Public comment needed on RTA pedestrian bridge
The New Orleans Regional Transit Authority (RTA) will host a meeting in Algiers soliciting public input about a forthcoming pedestrian bridge over the New Orleans Public Belt Railroad tracks near the Audubon Aquarium of the Americas.

  The meeting, which was rescheduled from a planned date during January's deep freeze, is the second of two sessions seeking public comments about the project. The bridge will help ferry riders get to and from the new ferry terminal, which is scheduled to be completed over the next 12 to 14 months.

  The meeting takes place at Algiers Auditorium (2485 Guadalcanal St., Algiers) at 6 p.m. Monday, Feb. 19.

City Council to consider Algiers development plans
The New Orleans City Council will consider whether to approve construction plans for a 354-unit mixed-use development along the Mississippi River in Algiers. The New Orleans City Planning Commission (CPC) did not reach a unanimous vote Feb. 6 to support the project being developed by River Street Ventures, so the proposal heads to the City Council without a recommendation from the CPC about its fate.
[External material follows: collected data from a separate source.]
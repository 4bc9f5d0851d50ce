//! Bounded kill-feed queue
//!
//! Fed only by kill broadcasts. Each entry expires on its own timer, and the
//! oldest entry is evicted when a push would exceed the capacity.

use shared::{KILL_FEED_CAPACITY, KILL_FEED_TTL};
use std::collections::VecDeque;

#[derive(Debug, Clone, PartialEq)]
pub struct KillFeedEntry {
    pub message: String,
    pub expires_at: f64,
}

#[derive(Debug, Clone)]
pub struct KillFeed {
    entries: VecDeque<KillFeedEntry>,
    capacity: usize,
    ttl: f64,
}

impl KillFeed {
    pub fn new(capacity: usize, ttl: f64) -> Self {
        Self {
            entries: VecDeque::with_capacity(capacity),
            capacity,
            ttl,
        }
    }

    pub fn push(&mut self, message: String, now: f64) {
        if self.capacity == 0 {
            return;
        }
        while self.entries.len() >= self.capacity {
            self.entries.pop_front();
        }
        self.entries.push_back(KillFeedEntry {
            message,
            expires_at: now + self.ttl,
        });
    }

    /// Drops every entry whose own timer has run out.
    pub fn expire(&mut self, now: f64) -> usize {
        let before = self.entries.len();
        self.entries.retain(|entry| entry.expires_at > now);
        before - self.entries.len()
    }

    pub fn entries(&self) -> impl Iterator<Item = &KillFeedEntry> {
        self.entries.iter()
    }

    pub fn messages(&self) -> Vec<&str> {
        self.entries.iter().map(|e| e.message.as_str()).collect()
    }

    pub fn len(&self) -> usize {
        self.entries.len()
    }

    pub fn is_empty(&self) -> bool {
        self.entries.is_empty()
    }
}

impl Default for KillFeed {
    fn default() -> Self {
        Self::new(KILL_FEED_CAPACITY, KILL_FEED_TTL)
    }
}

#[cfg(test)]
mod tests {
    use super::*;

    #[test]
    fn test_capacity_evicts_oldest() {
        let mut feed = KillFeed::default();
        for i in 0..8 {
            feed.push(format!("kill {}", i), 0.0);
            assert!(feed.len() <= 5);
        }
        assert_eq!(
            feed.messages(),
            vec!["kill 3", "kill 4", "kill 5", "kill 6", "kill 7"]
        );
    }

    #[test]
    fn test_entries_expire_independently() {
        let mut feed = KillFeed::default();
        feed.push("first".to_string(), 0.0);
        feed.push("second".to_string(), 2.0);

        assert_eq!(feed.expire(2.9), 0);
        assert_eq!(feed.expire(3.0), 1);
        assert_eq!(feed.messages(), vec!["second"]);
        assert_eq!(feed.expire(5.0), 1);
        assert!(feed.is_empty());
    }
}
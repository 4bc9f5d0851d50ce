//! Projectile flight and collision resolution
//!
//! A projectile resolves at most one collision. The `consumed` latch is
//! checked and set inside the same authority-side call that applies the
//! damage and effects, so a second collision report for the same projectile
//! finds it already spent.

use crate::world::{Entity, World};
use log::debug;
use rand::Rng;
use shared::{
    Broadcast, ClientId, Color, EntityId, HitKind, ProjectileFields, Role, Vec3, PLAYER_HEIGHT,
    PLAYER_RADIUS, PROJECTILE_RADIUS,
};

#[derive(Debug)]
pub struct Projectile {
    pub owner: ClientId,
    /// Player entity that fired it.
    pub shooter: EntityId,
    pub fields: ProjectileFields,
    velocity: Vec3,
    spawned_at: f64,
    consumed: bool,
}

impl Projectile {
    pub fn new(
        owner: ClientId,
        shooter: EntityId,
        position: Vec3,
        velocity: Vec3,
        color: Color,
        now: f64,
    ) -> Self {
        Self {
            owner,
            shooter,
            fields: ProjectileFields::new(Role::Authority, color, position),
            velocity,
            spawned_at: now,
            consumed: false,
        }
    }

    pub fn position(&self) -> Vec3 {
        *self.fields.position.get()
    }

    pub fn velocity(&self) -> Vec3 {
        self.velocity
    }

    pub fn forward(&self) -> Vec3 {
        self.velocity.normalize()
    }

    pub fn is_consumed(&self) -> bool {
        self.consumed
    }

    /// Check-and-set of the single-resolution latch. Returns false when the
    /// projectile was already spent.
    pub fn consume(&mut self) -> bool {
        if self.consumed {
            return false;
        }
        self.consumed = true;
        true
    }

    pub fn is_expired(&self, now: f64, lifetime: f64) -> bool {
        now - self.spawned_at >= lifetime
    }
}

/// What a projectile ran into.
#[derive(Debug, Clone, Copy, PartialEq)]
pub enum CollisionTarget {
    Player(EntityId),
    /// Solid scenery; `target` names the struck entity when it has one.
    Wall {
        normal: Vec3,
        target: Option<EntityId>,
    },
    StaticGeometry {
        normal: Vec3,
    },
}

#[derive(Debug, Clone, Copy, PartialEq)]
pub struct Contact {
    pub point: Vec3,
    pub target: CollisionTarget,
}

/// Sub-steps needed so a projectile never moves further than half a player
/// radius between collision checks.
pub fn required_substeps(travel: f32) -> u32 {
    let max_step = PLAYER_RADIUS * 0.5;
    if travel > max_step {
        (travel / max_step).ceil() as u32
    } else {
        1
    }
}

impl World {
    pub fn spawn_projectile(
        &mut self,
        owner: ClientId,
        shooter: EntityId,
        position: Vec3,
        direction: Vec3,
        color: Color,
    ) -> EntityId {
        let velocity = direction.normalize().scale(self.config.projectile_speed);
        let projectile = Projectile::new(owner, shooter, position, velocity, color, self.session.now());
        self.spawn(Entity::Projectile(projectile))
    }

    /// Advances every projectile, resolving the first contact along its path
    /// and retiring the ones that outlived their lifetime.
    pub(crate) fn update_projectiles(&mut self, dt: f32) {
        let now = self.session.now();
        let lifetime = self.config.projectile_lifetime;
        let ids: Vec<EntityId> = self
            .entities
            .iter()
            .filter(|(_, e)| matches!(e, Entity::Projectile(_)))
            .map(|(id, _)| *id)
            .collect();

        for id in ids {
            let (start, velocity, shooter, expired) = match self.entities.get(&id) {
                Some(Entity::Projectile(p)) => (
                    p.position(),
                    p.velocity(),
                    p.shooter,
                    p.is_expired(now, lifetime),
                ),
                _ => continue,
            };

            if expired {
                debug!("Projectile {} expired", id);
                self.despawn(id);
                continue;
            }

            let travel = velocity.scale(dt);
            let substeps = required_substeps(travel.magnitude());
            let step = travel.scale(1.0 / substeps as f32);

            let mut pos = start;
            let mut contact = None;
            for _ in 0..substeps {
                pos = pos.add(&step);
                if let Some(found) = self.find_contact(shooter, pos) {
                    contact = Some(found);
                    break;
                }
            }

            if let Some(Entity::Projectile(p)) = self.entities.get_mut(&id) {
                if let Err(e) = p.fields.position.set(pos) {
                    debug!("Projectile {} position not updated: {}", id, e);
                }
            }

            if let Some(contact) = contact {
                self.on_projectile_collision(id, contact);
            }
        }
    }

    /// First thing a projectile at `pos` touches, players before scenery.
    pub fn find_contact(&self, shooter: EntityId, pos: Vec3) -> Option<Contact> {
        for (id, entity) in &self.entities {
            let Entity::Player(player) = entity else {
                continue;
            };
            if *id == shooter || !player.is_alive() {
                continue;
            }
            let feet = player.position();
            let reach = PLAYER_RADIUS + PROJECTILE_RADIUS;
            let within_height =
                pos.y >= feet.y - PROJECTILE_RADIUS && pos.y <= feet.y + PLAYER_HEIGHT;
            if within_height && pos.flat().distance(&feet.flat()) <= reach {
                return Some(Contact {
                    point: pos,
                    target: CollisionTarget::Player(*id),
                });
            }
        }

        for (id, volume) in self.solid_entity_volumes() {
            if volume.contains(&pos) {
                return Some(Contact {
                    point: pos,
                    target: CollisionTarget::Wall {
                        normal: volume.surface_normal(&pos),
                        target: Some(id),
                    },
                });
            }
        }

        for wall in &self.scene.walls {
            if wall.contains(&pos) {
                return Some(Contact {
                    point: pos,
                    target: CollisionTarget::Wall {
                        normal: wall.surface_normal(&pos),
                        target: None,
                    },
                });
            }
        }

        if pos.y <= 0.0 {
            return Some(Contact {
                point: Vec3::new(pos.x, 0.0, pos.z),
                target: CollisionTarget::StaticGeometry { normal: Vec3::UP },
            });
        }
        None
    }

    /// Resolves one collision report. Returns false when the report was
    /// ignored: not the authority, unknown projectile, or already consumed.
    pub fn on_projectile_collision(&mut self, projectile: EntityId, contact: Contact) -> bool {
        if !self.session.is_authority() {
            return false;
        }

        let (owner, forward) = match self.entities.get_mut(&projectile) {
            Some(Entity::Projectile(p)) => {
                if !p.consume() {
                    return false;
                }
                (p.owner, p.forward())
            }
            _ => return false,
        };

        match contact.target {
            CollisionTarget::Player(victim) => {
                let damage = self.damage_player(victim, owner);
                let spray = self.spray_direction(forward);
                self.session.broadcast(
                    victim,
                    Broadcast::ShowHitEffect {
                        pos: contact.point,
                        dir: spray,
                        kind: HitKind::Blood,
                    },
                );
                self.session.broadcast(
                    victim,
                    Broadcast::ShowDamageText {
                        pos: contact.point,
                        amount: damage,
                    },
                );
            }
            CollisionTarget::Wall { normal, target } => {
                self.wall_hit(projectile, contact.point, forward, normal, target)
            }
            CollisionTarget::StaticGeometry { normal } => {
                self.wall_hit(projectile, contact.point, forward, normal, None)
            }
        }

        self.despawn(projectile);
        true
    }

    fn wall_hit(
        &mut self,
        projectile: EntityId,
        point: Vec3,
        forward: Vec3,
        normal: Vec3,
        target: Option<EntityId>,
    ) {
        self.session.broadcast(
            projectile,
            Broadcast::ShowWallDecal {
                pos: point,
                forward,
                normal,
                target,
            },
        );
        self.session.broadcast(
            projectile,
            Broadcast::ShowHitEffect {
                pos: point,
                dir: normal,
                kind: HitKind::Wall,
            },
        );
    }

    /// Blood sprays back toward the shooter with some jitter.
    fn spray_direction(&mut self, forward: Vec3) -> Vec3 {
        let jitter = Vec3::new(
            self.rng.gen_range(-0.3..=0.3),
            self.rng.gen_range(0.0..=0.3),
            self.rng.gen_range(-0.3..=0.3),
        );
        forward.scale(-1.0).add(&jitter).normalize()
    }
}
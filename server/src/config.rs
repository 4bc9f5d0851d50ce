//! Tunables for the authority simulation

use shared::{
    GameMode, BACKSTAB_ANGLE, BUFFED_DAMAGE_MULTIPLIER, BUFFED_SPEED, BUFF_DURATION,
    BULLET_DAMAGE, CABIN_SPEED, DOOR_DWELL, DOOR_SLIDE_DISTANCE, DOOR_SLIDE_SPEED,
    FLICKER_COUNT, FLICKER_INTERVAL, FLICKER_PHASE, GRAVITY,
    MELEE_ANGLE, MELEE_COOLDOWN, MELEE_MAX_DAMAGE, MELEE_MIN_DAMAGE, MELEE_RANGE, NORMAL_SPEED,
    POWERUP_INTERVAL, PROJECTILE_LIFETIME, PROJECTILE_SPEED, ROTATION_SPEED, SHOOT_COOLDOWN,
};
use std::collections::HashMap;
use std::time::Duration;

/// Quorum and scene set for one game mode.
#[derive(Debug, Clone, PartialEq)]
pub struct ModeRule {
    pub required_players: u32,
    /// Scene indices loaded once the quorum is reached. The first replaces the
    /// lobby, the rest are added on top.
    pub scenes: Vec<u32>,
}

#[derive(Debug, Clone)]
pub struct ServerConfig {
    pub tick_duration: Duration,
    pub max_clients: usize,
    /// Fixed RNG seed; `None` seeds from entropy.
    pub seed: Option<u64>,

    pub normal_speed: f32,
    pub buffed_speed: f32,
    pub rotation_speed: f32,
    pub gravity: f32,

    pub bullet_damage: i32,
    pub buffed_damage_multiplier: f32,
    pub buff_duration: f64,
    pub shoot_cooldown: f64,
    pub projectile_speed: f32,
    pub projectile_lifetime: f64,

    pub melee_cooldown: f64,
    pub melee_range: f32,
    pub melee_angle: f32,
    pub backstab_angle: f32,
    pub melee_damage: (i32, i32),

    pub powerup_interval: f64,

    pub door_slide_distance: f32,
    pub door_slide_speed: f32,
    pub door_dwell: f64,
    pub cabin_speed: f32,

    pub flicker_interval: (f64, f64),
    pub flicker_count: (u32, u32),
    pub flicker_phase: (f64, f64),

    pub modes: HashMap<GameMode, ModeRule>,
}

impl ServerConfig {
    /// Rule for `mode`; a mode missing from the table needs one player and
    /// loads nothing.
    pub fn mode_rule(&self, mode: GameMode) -> ModeRule {
        self.modes.get(&mode).cloned().unwrap_or(ModeRule {
            required_players: 1,
            scenes: Vec::new(),
        })
    }

    pub fn tick_secs(&self) -> f32 {
        self.tick_duration.as_secs_f32()
    }
}

impl Default for ServerConfig {
    fn default() -> Self {
        let mut modes = HashMap::new();
        modes.insert(
            GameMode::FreeForAll,
            ModeRule {
                required_players: 2,
                scenes: vec![1, 2],
            },
        );
        modes.insert(
            GameMode::Teams,
            ModeRule {
                required_players: 2,
                scenes: vec![1, 3],
            },
        );
        modes.insert(
            GameMode::CaptureTheFlag,
            ModeRule {
                required_players: 4,
                scenes: vec![1, 3, 4],
            },
        );

        Self {
            tick_duration: Duration::from_millis(16),
            max_clients: 16,
            seed: None,
            normal_speed: NORMAL_SPEED,
            buffed_speed: BUFFED_SPEED,
            rotation_speed: ROTATION_SPEED,
            gravity: GRAVITY,
            bullet_damage: BULLET_DAMAGE,
            buffed_damage_multiplier: BUFFED_DAMAGE_MULTIPLIER,
            buff_duration: BUFF_DURATION,
            shoot_cooldown: SHOOT_COOLDOWN,
            projectile_speed: PROJECTILE_SPEED,
            projectile_lifetime: PROJECTILE_LIFETIME,
            melee_cooldown: MELEE_COOLDOWN,
            melee_range: MELEE_RANGE,
            melee_angle: MELEE_ANGLE,
            backstab_angle: BACKSTAB_ANGLE,
            melee_damage: (MELEE_MIN_DAMAGE, MELEE_MAX_DAMAGE),
            powerup_interval: POWERUP_INTERVAL,
            door_slide_distance: DOOR_SLIDE_DISTANCE,
            door_slide_speed: DOOR_SLIDE_SPEED,
            door_dwell: DOOR_DWELL,
            cabin_speed: CABIN_SPEED,
            flicker_interval: FLICKER_INTERVAL,
            flicker_count: FLICKER_COUNT,
            flicker_phase: FLICKER_PHASE,
            modes,
        }
    }
}

#[cfg(test)]
mod tests {
    use super::*;

    #[test]
    fn test_default_mode_rules() {
        let config = ServerConfig::default();
        assert_eq!(config.mode_rule(GameMode::Teams).required_players, 2);
        assert_eq!(config.mode_rule(GameMode::CaptureTheFlag).scenes, vec![1, 3, 4]);
    }

    #[test]
    fn test_missing_mode_falls_back() {
        let mut config = ServerConfig::default();
        config.modes.clear();
        let rule = config.mode_rule(GameMode::FreeForAll);
        assert_eq!(rule.required_players, 1);
        assert!(rule.scenes.is_empty());
    }
}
  More than two dozen people showed up to the meeting to voice their concerns about the project, which also is opposed by the Algiers Riverview Association and the Algiers Point Association. The project includes four eight-story buildings with apartments and runs along the levee between Brooklyn Avenue and Socrates and De Armas streets. Opponents fear the project's size and density is out of character for the neighborhood.

Governor calls Special Session on Budget
Gov. John Bel Edwards has summoned Louisiana lawmakers for a special legislative session to help solve the state's fiscal crisis. It's the fifth special session within the last two years and is tasked with finding a solution to the state's nearly $1 billion budget shortfall.   The session runs Feb. 19 to March 7, just days before the Legislature convenes for its regular session March 12.   The looming "fiscal cliff" is the result of $1 billion in taxes that expire in July. Republican lawmakers largely have rejected Edwards' proposal, and the state could end up making significant cuts to the TOPS college scholarship program, hospitals and programs for mental health and people with disabilities.